The next night at dinner, Mr. Beale did not enter the room but stood in the doorway. “Beauty,” he said gently, “these chairs are for my wife. Are you my wife?”

“No, Mr. Beale,” she said.

“Then what right have you to sit on my wife’s chair?”

“None, Mr. Beale,” she said.

“Where do you think you should sit, Beauty? Remember I want only for you to feel as if you are at home here.”

Beauty took her plate and sat on the floor.

*

Beauty spent three months in Mr. Beale’s house. Every evening Mr. Beale paid her a visit and watched her eat and talked to her. Every night before she went to bed he would ask her to be his wife. One night she said to him, “Perhaps you should stop asking me this.”

“You think I should?”

“I think it might make you—happier—to not have to hear the same answer, at least for a while. I will stay here with you, and I do like you, and I am grateful to you for all you have given me, but I cannot marry you. I cannot marry anyone.”

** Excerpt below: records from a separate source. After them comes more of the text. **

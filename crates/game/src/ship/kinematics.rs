use glam::{EulerRot, Quat, Vec3};

use crate::math::Transform;

use super::{Keys, ShipConfig};

fn mix(a: f32, b: f32, t: f32) -> f32 {
    a + (b - a) * t
}

fn axis(positive: bool, negative: bool) -> f32 {
    if positive {
        1.0
    } else if negative {
        -1.0
    } else {
        0.0
    }
}

/// Throttle and smoothed rates; advanced identically by the server and the local client.
#[derive(Debug, Clone, Default, PartialEq)]
pub struct ShipMotion {
    pub linear_velocity: Vec3,
    pub current_speed: f32,
    /// Visual roll from yawing; never feeds back into the orientation.
    pub bank: f32,
    yaw_smooth: f32,
    pitch_smooth: f32,
    roll_smooth: f32,
}

impl ShipMotion {
    pub fn step(&mut self, config: &ShipConfig, keys: Keys, transform: &mut Transform, dt: f32) {
        if keys.contains(Keys::FORWARD) {
            let (target, response) = if keys.contains(Keys::BOOST) {
                (config.boost_speed, config.boost_throttle_response)
            } else {
                (config.normal_speed, config.throttle_response)
            };
            self.current_speed = mix(self.current_speed, target, (dt * response).min(1.0));
        } else {
            self.current_speed = 0.0;
        }

        let desired = transform.orientation()
            * Vec3::new(0.0, 0.0, self.current_speed * config.speed_scale);
        self.linear_velocity = self
            .linear_velocity
            .lerp(desired, dt * config.acceleration_factor);

        transform.add_position(self.linear_velocity * dt);

        let yaw = axis(
            keys.contains(Keys::YAW_LEFT),
            keys.contains(Keys::YAW_RIGHT),
        );
        let pitch = -axis(
            keys.contains(Keys::PITCH_UP),
            keys.contains(Keys::PITCH_DOWN),
        );
        let roll = -axis(
            keys.contains(Keys::ROLL_LEFT),
            keys.contains(Keys::ROLL_RIGHT),
        );

        let rotation_speed = config.rotation_speed * dt;
        let smoothing = dt * config.smooth_factor;
        self.yaw_smooth = mix(self.yaw_smooth, yaw * rotation_speed, smoothing);
        self.pitch_smooth = mix(self.pitch_smooth, pitch * rotation_speed, smoothing);
        self.roll_smooth = mix(self.roll_smooth, roll * rotation_speed, smoothing);

        let local = Quat::from_euler(
            EulerRot::ZYX,
            self.roll_smooth,
            self.yaw_smooth,
            -self.pitch_smooth,
        );
        transform.set_orientation((transform.orientation() * local).normalize());

        self.bank = (self.bank - self.yaw_smooth).clamp(-config.max_bank, config.max_bank);
        self.bank = mix(self.bank, 0.0, smoothing);
    }

    pub fn reset(&mut self) {
        *self = Self::default();
    }
}
mod asteroid_field;

pub use asteroid_field::{Asteroid, AsteroidField, AsteroidFieldConfig};
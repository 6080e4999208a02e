pub mod client;
pub mod config;
pub mod reckoning;

pub use client::{ChatLine, ClientError, ClientShip, ClientWorld, GameClient, Tally};
pub use config::{ClientConfig, ReckoningConfig};
pub use reckoning::{DeadReckoning, Observation};
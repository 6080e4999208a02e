use std::collections::BTreeSet;

use spacegame::net::LaserRecord;
use spacegame::PeerId;

use crate::registry::EntityId;

/// State changes batched until the next broadcast window.
#[derive(Debug, Clone, PartialEq)]
pub enum GameEvent {
    SpawnPlayer(EntityId),
    DespawnPlayer(EntityId),
    /// Despawn, move back to the spawn point, spawn again.
    Respawn(EntityId),
    SpawnLaser(LaserRecord),
    DespawnLaser(EntityId),
    Collision { shooter: EntityId, victim: EntityId },
}

#[derive(Debug, Default)]
pub struct EventQueue {
    events: Vec<GameEvent>,
    respawns: BTreeSet<EntityId>,
}

impl EventQueue {
    pub fn new() -> Self {
        Self::default()
    }

    /// Repeated respawns of one entity within a window collapse into the first.
    pub fn push(&mut self, event: GameEvent) {
        if let GameEvent::Respawn(id) = event {
            if !self.respawns.insert(id) {
                return;
            }
        }
        self.events.push(event);
    }

    pub fn drain(&mut self) -> Vec<GameEvent> {
        self.respawns.clear();
        std::mem::take(&mut self.events)
    }

    pub fn len(&self) -> usize {
        self.events.len()
    }

    pub fn is_empty(&self) -> bool {
        self.events.is_empty()
    }
}

/// Things worth showing an operator.
#[derive(Debug, Clone)]
pub enum ServerEvent {
    PlayerJoined { peer: PeerId, entity_id: EntityId },
    PlayerLeft { entity_id: EntityId },
    PlayerHit { shooter: EntityId, victim: EntityId },
    PlayerCrashed { entity_id: EntityId },
    Chat { entity_id: Option<EntityId>, text: String },
}

impl ServerEvent {
    pub fn describe(&self) -> String {
        match self {
            ServerEvent::PlayerJoined { peer, entity_id } => {
                format!("Peer {} joined as ship {}", peer.0, entity_id)
            }
            ServerEvent::PlayerLeft { entity_id } => format!("Ship {} left", entity_id),
            ServerEvent::PlayerHit { shooter, victim } => {
                format!("Ship {} shot ship {}", shooter, victim)
            }
            ServerEvent::PlayerCrashed { entity_id } => format!("Ship {} crashed", entity_id),
            ServerEvent::Chat { entity_id, text } => match entity_id {
                Some(id) => format!("[{}] {}", id, text),
                None => format!("[?] {}", text),
            },
        }
    }
}
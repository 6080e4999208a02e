use glam::{Quat, Vec3};
use rand::rngs::StdRng;
use rand::{Rng, SeedableRng};

use crate::math::Transform;
use crate::physics::{ColliderId, ColliderShape, CollisionWorld};

pub struct AsteroidFieldConfig {
    pub near_count: usize,
    pub near_span: f32,
    pub far_count: usize,
    pub far_span: f32,
    /// One collider variant per radius.
    pub radii: [f32; 6],
    /// Minimum distance between an asteroid centre and any kept-clear point.
    pub clearance: f32,
}

impl Default for AsteroidFieldConfig {
    fn default() -> Self {
        Self {
            near_count: 100,
            near_span: 20.0,
            far_count: 50,
            far_span: 80.0,
            radii: [0.8, 1.2, 1.6, 2.0, 2.5, 3.0],
            clearance: 8.0,
        }
    }
}

#[derive(Debug, Clone, PartialEq)]
pub struct Asteroid {
    pub transform: Transform,
    pub variant: usize,
}

/// Static environment shared by ship and laser rays. Identical for identical seeds.
pub struct AsteroidField {
    asteroids: Vec<Asteroid>,
    radii: [f32; 6],
}

impl AsteroidField {
    const MAX_ATTEMPTS: usize = 16;

    pub fn generate(config: &AsteroidFieldConfig, seed: u64, keep_clear: &[Vec3]) -> Self {
        let mut rng = StdRng::seed_from_u64(seed);
        let mut asteroids = Vec::with_capacity(config.near_count + config.far_count);

        let layers = [
            (config.near_count, config.near_span),
            (config.far_count, config.far_span),
        ];
        for (count, span) in layers {
            for _ in 0..count {
                let Some(position) = Self::place(&mut rng, span, config.clearance, keep_clear)
                else {
                    continue;
                };

                let variant = rng.gen_range(0..config.radii.len());
                let axis = position.normalize_or(Vec3::Y);
                let orientation = Quat::from_axis_angle(axis, position.x);

                asteroids.push(Asteroid {
                    transform: Transform::new(position, orientation),
                    variant,
                });
            }
        }

        log::debug!("Generated {} asteroids from seed {}", asteroids.len(), seed);

        Self {
            asteroids,
            radii: config.radii,
        }
    }

    fn place(rng: &mut StdRng, span: f32, clearance: f32, keep_clear: &[Vec3]) -> Option<Vec3> {
        for _ in 0..Self::MAX_ATTEMPTS {
            let position = Vec3::new(
                rng.gen_range(-1.0..1.0),
                rng.gen_range(-1.0..1.0),
                rng.gen_range(-1.0..1.0),
            ) * span;

            if keep_clear
                .iter()
                .all(|point| point.distance(position) >= clearance)
            {
                return Some(position);
            }
        }
        None
    }

    pub fn asteroids(&self) -> &[Asteroid] {
        &self.asteroids
    }

    pub fn len(&self) -> usize {
        self.asteroids.len()
    }

    pub fn is_empty(&self) -> bool {
        self.asteroids.is_empty()
    }

    /// Registers one static collider per asteroid.
    pub fn populate<W: CollisionWorld + ?Sized>(&self, world: &mut W) -> Vec<ColliderId> {
        let meshes: Vec<_> = self
            .radii
            .iter()
            .map(|&radius| world.register_shape(ColliderShape::Ball { radius }))
            .collect();

        self.asteroids
            .iter()
            .map(|asteroid| world.create_collider(meshes[asteroid.variant], &asteroid.transform))
            .collect()
    }
}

“I must grieve, then,” said Mr. Beale. “What a great misfortune is mine, to love you as I do without hope.”

“To be fair,” she said, “you did not make our being married a part of the original terms.”

“I did not,” Mr. Beale said lightly. “More fool I.”

“Perhaps you would not like being married to me,” Beauty said. “I do not know how to talk to people, and I have terrible taste in shirts.”

“If you will not marry me,” Mr. Beale said, “perhaps I will die of grief.”